A cada sábado de 2011, a série Beleza Interior percorre uma cidade diferente do Rio Grande do Sul à procura de histórias inusitadas, personagens inesquecíveis e pontos de vista especiais. Conheça hoje o menino que cresce na terra da infância de Iberê Camargo.
Iberê Camargo (1914-1994), um dos maiores pintores brasileiros, nasceu e viveu os seis primeiros anos em Restinga Seca, cidade de 15 mil habitantes, localizada na região central do Estado, a 257 quilômetros de Porto Alegre.
Foi o período de gestação de suas pinturas, determinante para formar os principais símbolos de suas pinceladas.
De Restinga Seca, ele retirou os clarões do amanhecer, os carretéis, as rodas melancólicas, os postes de ferro, a solidão do cerro.
"As figuras que povoam minhas telas envolvem-se na tristeza dos crepúsculos dos dias da minha infância", escreveu.
>> Acompanhe a série no Facebook!
Restinga Seca é um quadro que não foi pendurado de Iberê Camargo. Ele viveu com seu pai Adelino e sua mãe Doralice na Estação da Viação Férrea até 1920. Aprendeu a rabiscar, sentado nas lajes frias da varanda, retratando a rotina do maquinista.
A paisagem é exatamente a mesma de Paulo Henrique Penteado Fernandes, cinco anos, criança que ocupa hoje o quintal de Iberê, em pleno recinto ferroviário.

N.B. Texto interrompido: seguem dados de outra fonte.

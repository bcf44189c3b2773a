//! Two-phase dependency injection registry.
//!
//! A [`Registry`] accepts registrations (transient, singleton, instance,
//! catalog scans) while open, then freezes on the first resolve: pending
//! registrations are replayed against a [`Builder`], the [`Container`] is
//! built exactly once, and every resolve thereafter reads the immutable
//! result. Application code depends only on the register/resolve surface,
//! never on the engine behind it.

mod builder;
pub use builder::{Builder, ComponentHandle, Lifetime};
mod catalog;
pub use catalog::{Catalog, ComponentInfo};
mod component;
pub use component::{Capability, Construct, ConstructResult, Resolvable};
mod container;
pub use container::{Container, RequestScope, Scope};
mod error;
pub use error::Error;
mod helpers;
mod parameter;
pub use parameter::{Parameter, ParameterSet};
mod registration;
pub use registration::Registration;
mod registry;
pub use registry::Registry;

pub type Ref<T> = std::sync::Arc<T>;
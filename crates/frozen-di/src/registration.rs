use crate::builder::Builder;

/// A deferred unit of container configuration.
///
/// Registrations are submitted while the registry is open, deduplicated by
/// their concrete type, and applied exactly once when the container is built.
/// Use one for environment-specific binding sets that application setup code
/// wants to hand to the registry as a single object.
pub trait Registration: Send + Sync + 'static {
    fn apply(&self, builder: &mut Builder);
}
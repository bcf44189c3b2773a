use crate::container::Scope;
use crate::Ref;

pub type ConstructResult<T> = anyhow::Result<T>;

/// A concrete implementation the engine knows how to build.
///
/// The scope hands the constructor its dependency resolver and the named
/// parameters attached to the binding.
pub trait Construct: Sized + Send + Sync + 'static {
    fn construct(scope: &Scope<'_>) -> ConstructResult<Self>;
}

/// Anything a binding can produce: cheap to clone and shareable across threads.
/// In practice this is `Ref<dyn Trait>` or another handle type.
pub trait Resolvable: Clone + Send + Sync + 'static {}

impl<T> Resolvable for T where T: Clone + Send + Sync + 'static {}

/// Adapts a constructed implementation into the capability it is bound under.
///
/// For trait-object capabilities the impl body is the unsizing coercion:
///
/// ```ignore
/// impl Capability<PgUserStore> for Ref<dyn UserStore> {
///     fn adapt(implementation: Ref<PgUserStore>) -> Self {
///         implementation
///     }
/// }
/// ```
pub trait Capability<T>: Resolvable {
    fn adapt(implementation: Ref<T>) -> Self;
}

/// Every concrete type is a capability of itself.
impl<T> Capability<T> for Ref<T>
where
    T: Send + Sync + 'static,
{
    fn adapt(implementation: Ref<T>) -> Self {
        implementation
    }
}
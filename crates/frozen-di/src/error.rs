use std::sync::Arc;
use thiserror::Error;

#[derive(Error, Debug, Clone)]
pub enum Error {
    /// The container has been built; the registration phase is closed.
    #[error("registry is frozen, registrations are closed once the container is built")]
    RegistryFrozen,
    /// No implementation is bound under the requested capability.
    #[error("no implementation registered for capability {0}")]
    NotRegistered(&'static str),
    /// A bound component failed to construct.
    #[error("construction failed: {0}")]
    Construction(Arc<anyhow::Error>),
}
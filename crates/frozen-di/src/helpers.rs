use std::any::Any;
use std::sync::{Mutex, MutexGuard, PoisonError};

pub type BoxAny = Box<dyn Any + Send + Sync>;

// Poison is ignored: every guarded value in this crate is a plain map or
// option that stays structurally valid when another thread panics mid-update.
pub fn lock<T>(mutex: &Mutex<T>) -> MutexGuard<'_, T> {
    mutex.lock().unwrap_or_else(PoisonError::into_inner)
}

/// Last path segment of a type name, with any generic arguments stripped.
pub fn short_type_name(full: &'static str) -> &'static str {
    let base = full.split('<').next().unwrap_or(full);
    base.rsplit("::").next().unwrap_or(base)
}

#[cfg(test)]
mod tests {
    use super::short_type_name;

    #[test]
    fn strips_path_and_generics() {
        assert_eq!(short_type_name("crate::module::UserService"), "UserService");
        assert_eq!(
            short_type_name("alloc::sync::Arc<dyn app::Reporting>"),
            "Arc"
        );
        assert_eq!(short_type_name("UserService"), "UserService");
    }
}
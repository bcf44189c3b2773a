use std::any::{type_name, TypeId};
use std::collections::BTreeMap;
use std::marker::PhantomData;
use std::sync::{Arc, Mutex};

use crate::catalog::{Catalog, ComponentInfo};
use crate::component::{Capability, Construct, Resolvable};
use crate::container::{
    AdaptFn, Binding, ComponentSource, ConstructFn, Container, Scope, Target,
};
use crate::error::Error;
use crate::helpers::BoxAny;
use crate::parameter::ParameterSet;
use crate::Ref;

/// How long a constructed instance is reused by the engine.
#[derive(Debug, Clone, Copy, PartialEq, Eq)]
pub enum Lifetime {
    /// Fresh instance on every resolve.
    Transient,
    /// One instance for the container's whole life.
    Singleton,
    /// One instance per request scope.
    PerRequest,
}

/// Accumulates binding directives until the container is built.
///
/// Bindings under the same capability overwrite: last write wins.
#[derive(Debug, Default)]
pub struct Builder {
    bindings: BTreeMap<TypeId, Binding>,
}

impl Builder {
    pub(crate) fn new() -> Self {
        Self::default()
    }

    /// Starts a component binding; chain `provides` to bind it under each of
    /// its capabilities.
    pub fn component<T>(&mut self, lifetime: Lifetime, parameters: ParameterSet) -> ComponentHandle<'_, T>
    where
        T: Construct,
    {
        // A nested construction failure passes through undoubled; everything
        // else the constructor reports, including a missing dependency, is a
        // construction failure of this component. `NotRegistered` only ever
        // refers to the capability the caller asked for directly.
        let construct: ConstructFn = Box::new(|scope: &Scope<'_>| {
            T::construct(scope)
                .map(|built| Box::new(Ref::new(built)) as BoxAny)
                .map_err(|err| match err.downcast::<Error>() {
                    Ok(nested @ Error::Construction(_)) => nested,
                    Ok(other) => Error::Construction(Arc::new(other.into())),
                    Err(other) => Error::Construction(Arc::new(other)),
                })
        });
        let source = Arc::new(ComponentSource {
            impl_id: TypeId::of::<T>(),
            impl_name: type_name::<T>(),
            parameters,
            construct,
            shared: Mutex::new(None),
        });
        ComponentHandle {
            builder: self,
            source,
            lifetime,
            _impl: PhantomData,
        }
    }

    /// Binds a pre-built value; every resolve of `I` returns a clone of it.
    pub fn instance<I>(&mut self, instance: I) -> &mut Self
    where
        I: Resolvable,
    {
        self.bindings.insert(
            TypeId::of::<I>(),
            Binding {
                capability: type_name::<I>(),
                lifetime: Lifetime::Singleton,
                target: Target::Instance(Box::new(move || Box::new(instance.clone()))),
            },
        );
        self
    }

    /// Applies the bindings of every catalog component accepted by the
    /// predicate, under the given lifetime.
    pub fn scan<F>(&mut self, catalogs: &[Catalog], lifetime: Lifetime, predicate: F)
    where
        F: Fn(&ComponentInfo) -> bool,
    {
        for catalog in catalogs {
            for component in catalog.components() {
                if predicate(component.info()) {
                    component.bind(self, lifetime);
                } else {
                    tracing::trace!(
                        catalog = catalog.name(),
                        component = component.info().type_name,
                        "component filtered out of scan"
                    );
                }
            }
        }
    }

    pub(crate) fn build(self) -> Container {
        Container {
            bindings: self.bindings,
        }
    }
}

/// Fluent handle over one component being bound.
pub struct ComponentHandle<'b, T> {
    builder: &'b mut Builder,
    source: Arc<ComponentSource>,
    lifetime: Lifetime,
    _impl: PhantomData<fn() -> T>,
}

impl<T> ComponentHandle<'_, T>
where
    T: Construct,
{
    /// Binds the component under capability `I`. A component bound under
    /// several capabilities keeps one activation source, so a singleton is
    /// shared across all of them.
    pub fn provides<I>(&mut self) -> &mut Self
    where
        I: Capability<T>,
    {
        let adapt: AdaptFn = Box::new(|shared: &Arc<BoxAny>| {
            let implementation = shared
                .downcast_ref::<Ref<T>>()
                .expect("component source holds its own implementation type")
                .clone();
            Box::new(I::adapt(implementation))
        });
        self.builder.bindings.insert(
            TypeId::of::<I>(),
            Binding {
                capability: type_name::<I>(),
                lifetime: self.lifetime,
                target: Target::Component {
                    source: self.source.clone(),
                    adapt,
                },
            },
        );
        self
    }
}
//! `appbuilder config`: inspect configuration values.

use crate::{
    cli::ConfigCommands,
    config::AppConfig,
    error::{CliError, CliResult},
    output::OutputManager,
};

/// Dispatch to the correct config subcommand.
pub fn execute(cmd: ConfigCommands, config: AppConfig, output: OutputManager) -> CliResult<()> {
    match cmd {
        ConfigCommands::Get { key } => {
            let value = config.get(&key).ok_or_else(|| CliError::ConfigError {
                message: format!("Unknown config key: '{key}'"),
                source: None,
            })?;
            output.data(&value)?;
        }

        ConfigCommands::List => {
            if output.is_json() {
                output.json(&config)?;
                return Ok(());
            }
            let serialised = toml::to_string_pretty(&config).map_err(|e| CliError::ConfigError {
                message: format!("Failed to serialise config: {e}"),
                source: Some(Box::new(e)),
            })?;
            output.header("Current Configuration:")?;
            output.data(serialised.trim_end())?;
        }

        ConfigCommands::Path => {
            output.data(&AppConfig::config_path().display().to_string())?;
        }
    }

    Ok(())
}
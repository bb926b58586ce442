//! Implementation of the `appbuilder new` command.
//!
//! Responsibility: turn CLI arguments and config defaults into
//! [`AppParams`], call the core scaffold service, and display results.

use std::path::Path;

use serde::Serialize;
use tracing::{debug, info, instrument};

use appbuilder_core::{domain::AppParams, error::AppBuilderError};

use super::{scaffold_service, templates_dir};
use crate::{
    cli::NewArgs,
    config::AppConfig,
    error::{CliError, CliResult},
    output::OutputManager,
};

#[derive(Debug, Serialize)]
#[serde(rename_all = "camelCase")]
struct AppSummary<'a> {
    app_root: &'a Path,
    parent_artifact_id: String,
    system_artifact_id: String,
    templates: String,
}

/// Execute the `appbuilder new` command.
#[instrument(skip_all, fields(app = %args.name))]
pub fn execute(args: NewArgs, config: AppConfig, output: OutputManager) -> CliResult<()> {
    let mut params = build_params(&args, &config);
    if args.interactive {
        prompt_missing(&mut params, args.messaging.is_none())?;
    }
    params.validate().map_err(AppBuilderError::from)?;

    debug!(
        root = %params.app_root().display(),
        package = %params.package_name,
        messaging = %params.messaging_provider,
        "Parameters resolved"
    );

    if args.dry_run {
        return show_dry_run(&params, &output);
    }

    let (service, source) = scaffold_service(templates_dir(&args.templates, &config).as_deref());

    output.header(&format!("Creating '{}'...", params.app_name))?;
    output.info(&format!("Templates: {source}"))?;

    let app_root = service.create_application(&params)?;
    info!(root = %app_root.display(), "Application created");

    if output.is_json() {
        output.json(&AppSummary {
            app_root: &app_root,
            parent_artifact_id: params.parent_artifact_id(),
            system_artifact_id: params.system_artifact_id(),
            templates: source.to_string(),
        })?;
        return Ok(());
    }

    output.success(&format!(
        "Application '{}' created at {}",
        params.app_name,
        app_root.display()
    ))?;
    output.print("")?;
    output.print("Next steps:")?;
    output.print(&format!("  cd {}", app_root.display()))?;
    output.print("  appbuilder add-service \"Order Processor\" --type processor --ha sr")?;

    Ok(())
}

// ── Parameter resolution ──────────────────────────────────────────────────────

/// Flags first, then config defaults. Missing required values stay empty
/// and are caught by validation.
fn build_params(args: &NewArgs, config: &AppConfig) -> AppParams {
    let d = &config.defaults;
    let pick = |flag: &Option<String>, default: &Option<String>| {
        flag.as_ref()
            .or(default.as_ref())
            .map(|v| v.trim().to_string())
            .unwrap_or_default()
    };

    let mut params = AppParams {
        app_name: args.name.trim().to_string(),
        app_dir: args.dir.clone(),
        package_name: pick(&args.package, &None),
        group_id: pick(&args.group_id, &d.group_id),
        artifact_prefix: pick(&args.artifact_prefix, &d.artifact_prefix),
        rumi_version: pick(&args.rumi_version, &d.rumi_version),
        rumi_bindings_version: pick(&args.bindings_version, &d.rumi_bindings_version),
        rumi_mgmt_version: pick(&args.mgmt_version, &d.rumi_mgmt_version),
        encoding_type: args.encoding.map(Into::into).unwrap_or(d.encoding_type),
        messaging_provider: args.messaging.map(Into::into).unwrap_or(d.messaging_provider),
        build_tool: args.build_tool.map(Into::into).unwrap_or(d.build_tool),
    };

    if params.package_name.is_empty() {
        params.package_name = default_package(&params);
    }
    params
}

/// `<group id>.<app token name>`, or empty without a group id.
fn default_package(params: &AppParams) -> String {
    if params.group_id.is_empty() {
        return String::new();
    }
    format!("{}.{}", params.group_id, params.app_token_name())
}

// ── Prompts ───────────────────────────────────────────────────────────────────

#[cfg(feature = "interactive")]
fn prompt_missing(params: &mut AppParams, ask_messaging: bool) -> CliResult<()> {
    use appbuilder_core::domain::MessagingProvider;
    use dialoguer::{Confirm, FuzzySelect, Input, theme::ColorfulTheme};

    let theme = ColorfulTheme::default();
    let ask = |prompt: &str, value: &mut String| -> CliResult<()> {
        if value.is_empty() {
            *value = Input::<String>::with_theme(&theme)
                .with_prompt(prompt)
                .interact_text()
                .map_err(prompt_error)?
                .trim()
                .to_string();
        }
        Ok(())
    };

    ask("Group id", &mut params.group_id)?;
    if params.package_name.is_empty() {
        let suggested = default_package(params);
        params.package_name = Input::<String>::with_theme(&theme)
            .with_prompt("Package name")
            .default(suggested)
            .interact_text()
            .map_err(prompt_error)?;
    }
    ask("Artifact prefix", &mut params.artifact_prefix)?;
    ask("Runtime version", &mut params.rumi_version)?;
    ask("Bindings version", &mut params.rumi_bindings_version)?;
    ask("Management version", &mut params.rumi_mgmt_version)?;

    if ask_messaging {
        let providers = MessagingProvider::ALL;
        let current = providers
            .iter()
            .position(|p| *p == params.messaging_provider)
            .unwrap_or(0);
        let choice = FuzzySelect::with_theme(&theme)
            .with_prompt("Messaging provider")
            .items(providers)
            .default(current)
            .interact()
            .map_err(prompt_error)?;
        if let Some(provider) = providers.get(choice) {
            params.messaging_provider = *provider;
        }
    }

    let confirmed = Confirm::with_theme(&theme)
        .with_prompt(format!(
            "Create {} in {}?",
            params.parent_artifact_id(),
            params.app_dir.display()
        ))
        .default(true)
        .interact()
        .map_err(prompt_error)?;

    if confirmed {
        Ok(())
    } else {
        Err(CliError::Cancelled)
    }
}

#[cfg(feature = "interactive")]
fn prompt_error(err: dialoguer::Error) -> CliError {
    CliError::Prompt {
        source: Box::new(err),
    }
}

#[cfg(not(feature = "interactive"))]
fn prompt_missing(_params: &mut AppParams, _ask_messaging: bool) -> CliResult<()> {
    Err(CliError::FeatureNotAvailable {
        feature: "interactive",
    })
}

// ── Dry run ───────────────────────────────────────────────────────────────────

fn show_dry_run(params: &AppParams, out: &OutputManager) -> CliResult<()> {
    if out.is_json() {
        out.json(params)?;
        return Ok(());
    }

    out.info(&format!(
        "Dry run: would create '{}' at {}",
        params.app_name,
        params.app_root().display()
    ))?;
    out.print(&format!("  Package:     {}", params.package_name))?;
    out.print(&format!("  Group id:    {}", params.group_id))?;
    out.print(&format!(
        "  Modules:     {}, {}",
        params.roe_artifact_id(),
        params.system_artifact_id()
    ))?;
    out.print(&format!("  Messaging:   {}", params.messaging_provider))?;
    out.print(&format!("  Encoding:    {}", params.encoding_type))?;
    out.print(&format!("  Build tool:  {}", params.build_tool))?;
    Ok(())
}

// ── Tests ─────────────────────────────────────────────────────────────────────

#[cfg(test)]
mod tests {
    use super::*;
    use crate::cli::{Cli, Commands, Messaging};
    use appbuilder_core::domain::{BuildTool, DomainError, MessagingProvider};
    use clap::Parser;
    use std::path::PathBuf;

    fn new_args(extra: &[&str]) -> NewArgs {
        let mut argv = vec!["appbuilder", "new", "Order Book"];
        argv.extend_from_slice(extra);
        match Cli::try_parse_from(argv).unwrap().command {
            Commands::New(args) => args,
            other => panic!("unexpected command: {other:?}"),
        }
    }

    fn config_with_group(group: &str) -> AppConfig {
        let mut config = AppConfig::default();
        config.defaults.group_id = Some(group.into());
        config.defaults.artifact_prefix = Some("cfg".into());
        config.defaults.messaging_provider = MessagingProvider::Solace;
        config
    }

    #[test]
    fn flags_override_config_defaults() {
        let args = new_args(&["-g", "com.flag", "--messaging", "kafka", "-d", "/work"]);
        let params = build_params(&args, &config_with_group("com.cfg"));

        assert_eq!(params.group_id, "com.flag");
        assert_eq!(params.artifact_prefix, "cfg");
        assert_eq!(params.messaging_provider, MessagingProvider::from(Messaging::Kafka));
        assert_eq!(params.build_tool, BuildTool::Maven);
        assert_eq!(params.app_dir, PathBuf::from("/work"));
    }

    #[test]
    fn package_defaults_to_group_and_app_token() {
        let params = build_params(&new_args(&[]), &config_with_group("com.acme"));
        assert_eq!(params.package_name, "com.acme.orderbook");
        assert_eq!(params.messaging_provider, MessagingProvider::Solace);
    }

    #[test]
    fn explicit_package_is_kept() {
        let params = build_params(&new_args(&["-p", "org.books"]), &config_with_group("com.acme"));
        assert_eq!(params.package_name, "org.books");
    }

    #[test]
    fn missing_versions_fail_validation() {
        let params = build_params(&new_args(&[]), &config_with_group("com.acme"));
        assert!(matches!(
            params.validate(),
            Err(DomainError::MissingRequiredField { .. })
        ));
    }

    #[test]
    fn no_group_means_no_package() {
        let params = build_params(&new_args(&[]), &AppConfig::default());
        assert_eq!(params.package_name, "");
    }
}
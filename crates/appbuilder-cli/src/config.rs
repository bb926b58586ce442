//! Application configuration.
//!
//! [`AppConfig`] is loaded once at startup and passed down by value. The
//! CLI layer owns config; the core crate never sees it.
//!
//! # Resolution order (highest priority first)
//!
//! 1. CLI flags (handled at the call-site, not here)
//! 2. Environment variables, `APPBUILDER__SECTION__KEY`
//! 3. `.appbuilder.toml` in the current directory
//! 4. The user config file, or the file given with `--config`
//! 5. Built-in defaults

use std::path::{Path, PathBuf};

use anyhow::Context as _;
use config::{Config, Environment, File};
use serde::{Deserialize, Serialize};

use appbuilder_core::domain::{BuildTool, EncodingType, MessagingProvider};

/// Prefix of configuration environment variables.
pub const ENV_PREFIX: &str = "APPBUILDER";

/// Per-directory configuration file.
pub const LOCAL_CONFIG_FILE: &str = ".appbuilder.toml";

/// Application configuration.
#[derive(Debug, Clone, Default, PartialEq, Serialize, Deserialize)]
#[serde(default)]
pub struct AppConfig {
    /// Default values for new applications.
    pub defaults: Defaults,
    /// Output settings.
    pub output: OutputConfig,
    /// Template settings.
    pub templates: TemplateConfig,
}

#[derive(Debug, Clone, Default, PartialEq, Serialize, Deserialize)]
#[serde(default)]
pub struct Defaults {
    pub build_tool: BuildTool,
    pub encoding_type: EncodingType,
    pub messaging_provider: MessagingProvider,
    #[serde(skip_serializing_if = "Option::is_none")]
    pub group_id: Option<String>,
    #[serde(skip_serializing_if = "Option::is_none")]
    pub artifact_prefix: Option<String>,
    #[serde(skip_serializing_if = "Option::is_none")]
    pub rumi_version: Option<String>,
    #[serde(skip_serializing_if = "Option::is_none")]
    pub rumi_bindings_version: Option<String>,
    #[serde(skip_serializing_if = "Option::is_none")]
    pub rumi_mgmt_version: Option<String>,
}

#[derive(Debug, Clone, Default, PartialEq, Serialize, Deserialize)]
#[serde(default)]
pub struct OutputConfig {
    pub no_color: bool,
}

#[derive(Debug, Clone, Default, PartialEq, Serialize, Deserialize)]
#[serde(default)]
pub struct TemplateConfig {
    /// Template package directory used instead of the built-in templates.
    #[serde(skip_serializing_if = "Option::is_none")]
    pub dir: Option<PathBuf>,
}

impl AppConfig {
    /// Load configuration following the resolution order in the module docs.
    ///
    /// `config_file` is the path the user passed via `--config`; it must
    /// exist. Without it the user config file and the local file are both
    /// optional.
    pub fn load(config_file: Option<&Path>) -> anyhow::Result<Self> {
        Self::load_from(config_file, Path::new(LOCAL_CONFIG_FILE))
    }

    pub(crate) fn load_from(config_file: Option<&Path>, local_file: &Path) -> anyhow::Result<Self> {
        let mut builder = Config::builder().add_source(
            Config::try_from(&Self::default()).context("failed to encode built-in defaults")?,
        );

        builder = match config_file {
            Some(path) => builder.add_source(File::from(path).required(true)),
            None => builder.add_source(File::from(Self::config_path()).required(false)),
        };

        let config = builder
            .add_source(File::from(local_file).required(false))
            .add_source(
                Environment::with_prefix(ENV_PREFIX)
                    .prefix_separator("__")
                    .separator("__"),
            )
            .build()
            .context("failed to read configuration")?;

        config
            .try_deserialize()
            .context("configuration has invalid values")
    }

    /// Path to the user configuration file.
    ///
    /// Uses `directories::ProjectDirs` for cross-platform correctness,
    /// falling back to `.appbuilder.toml` in the current directory.
    pub fn config_path() -> PathBuf {
        directories::ProjectDirs::from("com", "appbuilder", "appbuilder")
            .map(|d| d.config_dir().join("config.toml"))
            .unwrap_or_else(|| PathBuf::from(LOCAL_CONFIG_FILE))
    }

    /// Value of a dotted key, as shown by `appbuilder config get`.
    pub fn get(&self, key: &str) -> Option<String> {
        let d = &self.defaults;
        let value = match key {
            "defaults.build_tool" => d.build_tool.to_string(),
            "defaults.encoding_type" => d.encoding_type.to_string(),
            "defaults.messaging_provider" => d.messaging_provider.to_string(),
            "defaults.group_id" => d.group_id.clone().unwrap_or_default(),
            "defaults.artifact_prefix" => d.artifact_prefix.clone().unwrap_or_default(),
            "defaults.rumi_version" => d.rumi_version.clone().unwrap_or_default(),
            "defaults.rumi_bindings_version" => d.rumi_bindings_version.clone().unwrap_or_default(),
            "defaults.rumi_mgmt_version" => d.rumi_mgmt_version.clone().unwrap_or_default(),
            "output.no_color" => self.output.no_color.to_string(),
            "templates.dir" => self
                .templates
                .dir
                .as_ref()
                .map(|p| p.display().to_string())
                .unwrap_or_default(),
            _ => return None,
        };
        Some(value)
    }
}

Pela janela, Paulo Henrique tem a chance de reprisar os olhos do artista: a caixa dágua, a sanga afoita pela chuva, o rancho e as vacas magras, os trilhos e os ninhos de neblina na grama. A semelhança se estende até na companhia de uma caturrita, a Nicota ("a única que pode falar palavrão em casa", confessa o pequeno Paulo).
É uma generosa segunda encarnação da pintura.
O que Paulinho - como é chamado pelos pais Diose, 24 anos, oleiro, e Tanhyana Rodrigues, 26 anos, dona do lar - prefere fazer é desenhar. Mais do que assistir televisão. E sozinho. Sem parente controlando o traço por cima das páginas.
- Quando alguém espia o desenho, o desenho muda - explica.
Ainda na pré-escola, sem saber ler e escrever, criou um diário ilustrado de sua vida. Tudo o que acontece lá fora também acontece em sua imaginação.
Cada folha é dedicada a um personagem. Ou é a saudade de arame farpado das irmãs Daniele, oito ano, e Maria Paula, três anos, que residem com a avó, ou é uma boneca abraçando uma árvore, ou é um patinho bebendo o céu, ou é um mato caminhando de costas, ou é o próprio Paulo se equilibrando na chaminé da locomotiva com a boca inchada.
- Por que a bochecha enorme?
- É o feijão, o arroz e o bife feitos por minha mãe. A bochecha é uma panela.
Nenhum movimento da rua escapa de suas sobrancelhas exclamadas. Além do "bicho-papão escondido na casa ao lado onde não mora ninguém", sua predileção está concentrada nos pés das galinhas. Tem uma série inteira dedicada a elas.
Qualquer coisa é passível de comparação. A pipa é seu cachorro Maguila com coleira. O fogão a lenha é um vagão perdido dentro da cozinha. A caixa dágua (que Iberê não cansava de olhar) é um passarinho grande de castigo.
O menino tenta nomear o que enxerga, às vezes fala errado, às vezes fala estranho e não é compreendido.
- Ele é agitado por dentro. Conversa sozinho, conversa dormindo, conversa com os próprios dedos - esclarece Tanhyana.
Como todo menino, não tem noção do tempo. Acredita que a vida dura um final de semana. Mas sequer sua mãe tem uma ideia precisa do calendário.
- É a magia do lugar. O relógio era o trem, mas atualmente é de carga e não aparece em horários certos. Não temos pressa de viver.
Paulinho concorda com o riso. Diz que é fácil não morrer, basta grudar um dia no outro com cola Tenaz.
- Será pintor quando crescer? - pergunto.
- Não, ele responde. - Vou ser príncipe.